Redditor Thinks It’s Perfectly Reasonable To Delete Girlfriend’s Instagram Account To Teach Her A Lesson

For some people, social media is a passion. They have carefully curated accounts, make work connections, and save memories. Many careers are launched through social media and moments can be shared with loved ones who are miles away. Sometimes, the amount of time folks spend on social media can be frustrating, but is it ever right to just delete an account because your partner is constantly logged on? 

On Reddit, one annoyed partner decided that yeah, it’s okay to delete his girlfriend’s Instagram account because he claims she spends too much time on it.

“My girlfriend [24F] and I [27M] have been dating for 5 years now. I don’t have any social media – no facebook, instagram, twitter, snap etc. I am a private guy and like keeping my personal life to myself,” he wrote for thousands of people to read on Reddit. 

“My girlfriend on the other hand, is obsessed with instagram. She has over 800 photos posted on instagram and is constantly scrolling through instagram every waking moment she’s not working or sleeping. She would rather spend time attention-seeking from her 5000+ followers than spend some quality time with me.” 

And honestly, once we learn more about the OP, we can understand why she’d rather do that. 

“I confronted her a few times about this in the last few years, and she always tells me she’ll cut down on her instagram usage but she never did. Last week she was using my laptop because her laptop was at the store and noticed she forgot to logout from her email. I did the forgot password thing and reset her password to log in. I googled ‘how to delete instagram’ and followed the link and deleted the account.” 

“She woke up the next morning and started screaming and crying about how I permanently ‘deleted’ her instagram instead of “deactivating” it and that I betrayed her trust etc. Now she won’t talk to me because she says she can’t recover instagram and her profile of 10 years is lost forever. I think she’s being incredibly childish and throwing a tantrum over some random app,” he concludes. 

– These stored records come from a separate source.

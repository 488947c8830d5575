//! Running totals accumulated across a single query or insert, folding each
//! `Progress` delta and `ProfileEvents` block the server sends.
//!
//! `Progress` is itself a delta that sums into a monotone snapshot;
//! `ProfileEvents` entries with `thread_id == 0` additionally contribute
//! memory/CPU metrics, using "increment" (add) or "gauge" (set-latest)
//! semantics depending on the event.

use crate::block::Block;
use crate::column::numeric::{ColumnInt64, ColumnUInt64, ColumnUInt8};
use crate::column::string::ColumnString;
use crate::query::Progress;

/// Names of events this crate understands well enough to fold into
/// [`AccumulatedProgress`]. Any other `ProfileEvents` row is ignored.
mod event_names {
    pub const MEMORY_USAGE: &str = "MemoryTrackerUsage";
    pub const MEMORY_PEAK_USAGE: &str = "MemoryTrackerPeakUsage";
    pub const USER_TIME_US: &str = "UserTimeMicroseconds";
    pub const SYSTEM_TIME_US: &str = "SystemTimeMicroseconds";
}

/// A running total folding every `Progress` delta and the metrics harvested
/// from `ProfileEvents` for a single query or insert.
#[derive(Clone, Debug, Default)]
pub struct AccumulatedProgress {
    /// Total rows read so far.
    pub read_rows: u64,
    /// Total bytes read so far.
    pub read_bytes: u64,
    /// Total rows written so far (inserts).
    pub written_rows: u64,
    /// Total bytes written so far (inserts).
    pub written_bytes: u64,
    /// Elapsed wall-clock time since the query started, in nanoseconds.
    pub elapsed_ns: u64,
    /// The server's latest (monotonically increasing) estimate of the
    /// total rows the query will read.
    pub total_rows_to_read: u64,
    /// Current resident memory usage reported by the server, a gauge that
    /// may decrease between samples.
    pub memory_usage: i64,
    /// Peak memory usage observed so far; monotonically non-decreasing.
    pub peak_memory_usage: i64,
    /// Cumulative user+system CPU time consumed by the query, in
    /// microseconds.
    pub cpu_time_microseconds: u64,
}

impl AccumulatedProgress {
    /// Fold a `Progress` packet delta into the running total.
    pub fn apply_progress(&mut self, delta: &Progress, elapsed_ns: u64) {
        self.read_rows += delta.rows;
        self.read_bytes += delta.bytes;
        self.written_rows += delta.written_rows;
        self.written_bytes += delta.written_bytes;
        self.elapsed_ns = elapsed_ns;
        // The server's row-count estimate only ever grows over the life of
        // a query (it tightens as more parts are scanned); guard against a
        // stale/lower sample overwriting a better one.
        self.total_rows_to_read =
            self.total_rows_to_read.max(delta.total_rows);
    }

    /// Fold an uncompressed `ProfileEvents` block into the running total.
    /// Only rows with `thread_id == 0` (the query-level aggregate row, not
    /// a per-thread one) contribute.
    pub fn apply_profile_events(&mut self, block: &Block) {
        let Some(thread_id_col) = block.column_by_name("thread_id") else {
            return;
        };
        let Some(name_col) = block.column_by_name("name") else {
            return;
        };
        let Some(value_col) = block.column_by_name("value") else {
            return;
        };
        // The server's ProfileEvents schema uses a `type` column to signal
        // increment-vs-gauge semantics (1 = increment counter updates,
        // similar enumerations for gauges); this crate only needs to
        // distinguish the two named gauges explicitly, so it keys purely
        // off `name`.
        let thread_ids =
            thread_id_col.as_any().downcast_ref::<ColumnUInt8>();
        let thread_ids_64 =
            thread_id_col.as_any().downcast_ref::<ColumnUInt64>();
        let names = name_col.as_any().downcast_ref::<ColumnString>();
        let values = value_col.as_any().downcast_ref::<ColumnInt64>();

        let (Some(names), Some(values)) = (names, values) else {
            return;
        };

        for row in 0..block.row_count() {
            let thread_id: u64 = if let Some(t) = thread_ids {
                t.at(row) as u64
            } else if let Some(t) = thread_ids_64 {
                t.at(row)
            } else {
                continue;
            };
            if thread_id != 0 {
                continue;
            }

            let name = names.at(row);
            let value = values.at(row);

            match name.as_str() {
                event_names::MEMORY_USAGE => {
                    self.memory_usage = value;
                }
                event_names::MEMORY_PEAK_USAGE => {
                    self.peak_memory_usage =
                        self.peak_memory_usage.max(value);
                }
                event_names::USER_TIME_US | event_names::SYSTEM_TIME_US => {
                    self.cpu_time_microseconds += value.max(0) as u64;
                }
                _ => {}
            }
        }
    }

    /// CPU utilization as a ratio of wall-clock time, i.e. `1.0` means one
    /// full core was kept busy continuously.
    pub fn cpu_usage(&self) -> f64 {
        if self.elapsed_ns == 0 {
            return 0.0;
        }
        let elapsed_micros = self.elapsed_ns as f64 / 1000.0;
        self.cpu_time_microseconds as f64 / elapsed_micros
    }

    /// Completion percentage estimate, `0..=100`.
    pub fn percent(&self) -> f64 {
        let denom = self.read_rows.max(self.total_rows_to_read);
        if denom == 0 {
            return 0.0;
        }
        (self.read_rows as f64) * 100.0 / (denom as f64)
    }
}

Reddit did not agree. They observed the OP’s controlling behavior, selfishness, pettiness and his willingness to violate his partner’s privacy. 

“He might not value Instagram, but she clearly does. Whether she used it to keep in touch with friends, express artistic talent, or earn income he has no right to destroy it. Is he gonna hack her bank accounts as well when she spends money on stuff he doesn’t approve of? She should run…If he needs to date someone who isn’t on social media he should find someone like that, he needs to get therapy for his controlling behavior either way,” said user insomniac29.

“He deleted his GF’s account for no other reason than personal pettiness. The site is like a scrapbook and he effectively wiped 10 years of history for her to ‘protect his privacy’ while voicing his personal crap on reddit. And he hacked her, a pretty nice violation of her privacy,” said BigMeaning0.

“OP, her account is HERS. It belongs to her and to her only. How would you feel if someone took something you love and destroyed it? She had this account for 10 years. YEARS, OP. If you wanted her attention, you should’ve had just talked to her a few times. If she said she will cut down on it, just REMIND her of it or make a deal that if you two are spending time together, she should not play around with her phone,” said miss_fantazmagoria.

To complicate matters, the OP responded to a bunch of Reddit commenters explaining that he is rich and his girlfriend “depends on him financially”—which just caused folks to bring up the issue of economic abuse even further. He also disparaged her education and basically called her a failure. 

“You destroyed her intellectual property. That is abusive,” noted SpoilThePeach. “Break up with her if you don’t like her conduct and repeated conversations don’t produce acceptable results.”

“Economic abuse is a form of abuse when one intimate partner has control over the other partner’s access to economic resources, which diminishes the victim’s capacity to support themselves and forces them to depend on the perpetrator financially,” NoOneIsAnAsshole quoted from Wikipedia. 

Looks like the OP’s girlfriend needs to delete him from her life—and soon.